Вскоре Пущин запишет: «3 сентября был у нас курьер Миша, вестник нашего избавления. Он прискакал в семь дней из Москвы. Николай Николаевич человек с душой! Возвратясь с коронации, в слезах обнял его и говорит, скачи за отцом… Спасибо ему!»
Три четверти товарищей не дождались амнистии и остались в сибирской или кавказской земле. Немногие возвратились без права надолго задерживаться в столицах…
Но тень мою любя…
Это стихи 1825 года, написанные как бы от имени Андре Шенье, поэта, погибшего тридцатью годами раньше. Но уж таков Пушкин: не было ни одного из его героев, в которого бы не была вложена хоть частица его души, ума, страсти — «и сам заслушаюсь» — это ведь он, Пушкин, заслушается вместе с теми, кто его не забудет…
В декабре 1856 года больной и, как обычно, весёлый, бодрый Пущин вновь увидел Москву, из которой выехал 372 месяца назад.
Проходит ещё немного времени, Пущину разрешили ненадолго приехать в столицу. 8 января 1857 года он написал очень интересное письмо старому другу-декабристу Евгению Оболенскому:
«В Петербурге… 15 декабря мы в Казанском соборе без попа помолились и отправились к дому на Мойку. В тот же день лицейские друзья явились. Во главе всех Матюшкин и Данзас. Корф и Горчаков, как люди занятые, не могли часто видеться, но сошлись как старые друзья, хотя разными дорогами путешествовали в жизни… Все встречи отрадны и даже были те, которых не ожидал. Вообще не коснулись меня петербургские холода, на которые все жалуются. Время так было наполнено, что не было возможности взять перо».
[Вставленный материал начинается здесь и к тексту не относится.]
mod common;

use crate::common::SequentialIdGenerator;
use quick_chat_lib::libs::message::{
    MessageAction, MessageCounters, MessageIdGenerator, MessageRecord, RandomIdGenerator,
};
use quick_chat_lib::MessageStatus;

fn record(payload: &str, counters: &mut MessageCounters) -> MessageRecord {
    let mut id_gen = SequentialIdGenerator::new();
    MessageRecord::new(
        payload.to_string(),
        "+27831234567".to_string(),
        "+27821112222".to_string(),
        counters,
        &mut id_gen,
    )
}

#[test]
fn construction_assigns_id_sequence_and_pending_status() {
    let mut counters = MessageCounters::default();
    let message = record("Hi there", &mut counters);

    assert_eq!(message.id(), "0000000001");
    assert_eq!(message.status(), MessageStatus::Pending);
    assert_eq!(counters.created, 1);
    assert_eq!(counters.total_sent, 0);
}

#[test]
fn random_ids_are_ten_ascii_digits() {
    let mut id_gen = RandomIdGenerator;
    for _ in 0..100 {
        let id = id_gen.next_id();
        assert_eq!(id.len(), 10);
        assert!(id.bytes().all(|b| b.is_ascii_digit()), "Non-digit in {id}");
    }
}

#[test]
fn length_valid_up_to_250_characters() {
    let mut counters = MessageCounters::default();
    assert!(record(&"x".repeat(250), &mut counters).is_length_valid());
    assert!(!record(&"x".repeat(251), &mut counters).is_length_valid());
    assert!(record("", &mut counters).is_length_valid());
}

#[test]
fn recipient_format_follows_international_rule() {
    let mut counters = MessageCounters::default();
    let mut id_gen = SequentialIdGenerator::new();

    let valid = MessageRecord::new(
        "hello".to_string(),
        "+1234567890".to_string(),
        "+27821112222".to_string(),
        &mut counters,
        &mut id_gen,
    );
    assert!(valid.is_recipient_format_valid());

    let invalid = MessageRecord::new(
        "hello".to_string(),
        "0831234567".to_string(),
        "+27821112222".to_string(),
        &mut counters,
        &mut id_gen,
    );
    assert!(!invalid.is_recipient_format_valid());
}

#[test]
fn hash_combines_id_prefix_sequence_and_words() {
    let mut counters = MessageCounters::default();
    let message = record("hello brave new world", &mut counters);

    assert_eq!(message.hash(), "00:1:HELLOWORLD");
}

#[test]
fn hash_repeats_single_word_and_tolerates_empty_payload() {
    let mut counters = MessageCounters::default();
    let single = record("hello", &mut counters);
    assert_eq!(single.hash(), "00:1:HELLOHELLO");

    let empty = record("", &mut counters);
    assert_eq!(empty.hash(), "00:2:");
}

#[test]
fn hash_uses_the_construction_time_counter_snapshot() {
    let mut counters = MessageCounters::default();
    let first = record("one word", &mut counters);
    let second = record("two words", &mut counters);

    // Later constructions must not shift an earlier record's hash.
    assert_eq!(first.hash(), "00:1:ONEWORD");
    assert_eq!(second.hash(), "00:2:TWOWORDS");
    assert_eq!(first.hash(), first.hash(), "Hash must be idempotent");
}

#[test]
fn process_send_marks_sent_and_counts() {
    let mut counters = MessageCounters::default();
    let mut message = record("Hi", &mut counters);

    let outcome = message.process(MessageAction::Send, &mut counters);
    assert_eq!(outcome, "Message sent successfully");
    assert_eq!(message.status(), MessageStatus::Sent);
    assert_eq!(counters.total_sent, 1);
}

#[test]
fn process_disregard_leaves_status_untouched() {
    let mut counters = MessageCounters::default();
    let mut message = record("Hi", &mut counters);
    message.process(MessageAction::Send, &mut counters);

    let outcome = message.process(MessageAction::Disregard, &mut counters);
    assert_eq!(outcome, "Message disregarded");
    assert_eq!(message.status(), MessageStatus::Sent);
    assert_eq!(counters.total_sent, 1, "Disregard must not count as sent");
}

#[test]
fn process_store_parks_back_to_pending() {
    let mut counters = MessageCounters::default();
    let mut message = record("Hi", &mut counters);
    message.process(MessageAction::Send, &mut counters);

    let outcome = message.process(MessageAction::Store, &mut counters);
    assert_eq!(outcome, "Message stored for later");
    assert_eq!(message.status(), MessageStatus::Pending);
}

#[test]
fn to_json_keeps_the_wire_field_order() {
    let mut counters = MessageCounters::default();
    let mut message = record("hello world", &mut counters);
    message.process(MessageAction::Send, &mut counters);

    let json = message.to_json();
    let parsed: serde_json::Value =
        serde_json::from_str(&json).expect("record JSON should parse");

    assert_eq!(parsed["messageId"], "0000000001");
    assert_eq!(parsed["messageHash"], "00:1:HELLOWORLD");
    assert_eq!(parsed["recipient"], "+27831234567");
    assert_eq!(parsed["sender"], "+27821112222");
    assert_eq!(parsed["message"], "hello world");
    assert_eq!(parsed["status"], "Sent");
    assert!(parsed["timestamp"].is_string());

    // Field order is part of the format, not just the content.
    let expected_order = [
        "messageId",
        "messageHash",
        "recipient",
        "sender",
        "message",
        "timestamp",
        "status",
    ];
    let mut last = 0;
    for key in expected_order {
        let pos = json
            .find(&format!("\"{key}\":"))
            .unwrap_or_else(|| panic!("Missing key {key}"));
        assert!(pos > last || key == "messageId", "{key} out of order");
        last = pos;
    }
}

#[test]
fn details_lists_every_field() {
    let mut counters = MessageCounters::default();
    let message = record("hello", &mut counters);
    let details = message.details();

    assert!(details.contains("Message ID: 0000000001"));
    assert!(details.contains("Hash: 00:1:HELLOHELLO"));
    assert!(details.contains("From: +27821112222"));
    assert!(details.contains("To: +27831234567"));
    assert!(details.contains("Content: hello"));
    assert!(details.contains("Status: Pending"));
}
В письме этом много смысла.
15 декабря 1856-го: миновал тридцать один год и один день после того 14 декабря. Кто это «мы», которые пришли в Казанский собор? Очевидно, Пущин с братом и, возможно, ещё кто-то из возвратившихся. Молитва старых людей в громадном соборе без попа, недалеко от того места, в тридцать первую годовщину события, изменившего их жизнь, но не переменившего Россию…
Пущин остановился в Петербурге, на Мойке, у родственников, но, разумеется, знал, что на этой же улице была последняя квартира Пушкина: «В Петербурге навещал меня, больного, Константин Данзас. Много говорил я о Пушкине с его секундантом. Он, между прочим, рассказал мне, что раз как-то, во время последней его болезни, приехала У. К. Глинка, сестра Кюхельбекера; но тогда ставили ему пиявки. Пушкин просил поблагодарить её за участие, извинился, что не может принять. Вскоре потом со вздохом проговорил: „Как жаль, что нет теперь здесь ни Пущина, ни Малиновского!“
Вот последний вздох Пушкина обо мне. Этот предсмертный голос друга дошёл до меня с лишком через 20 лет!..»
1857 год… Двадцать лет без Пушкина. Меж тем лицеисты почти ничего ещё о нём не записали, исключением были небольшие заметки Комовского и довольно злобные, необъективные строки Корфа: может быть, действительный тайный советник оттого и злился, что лучшее его время миновало?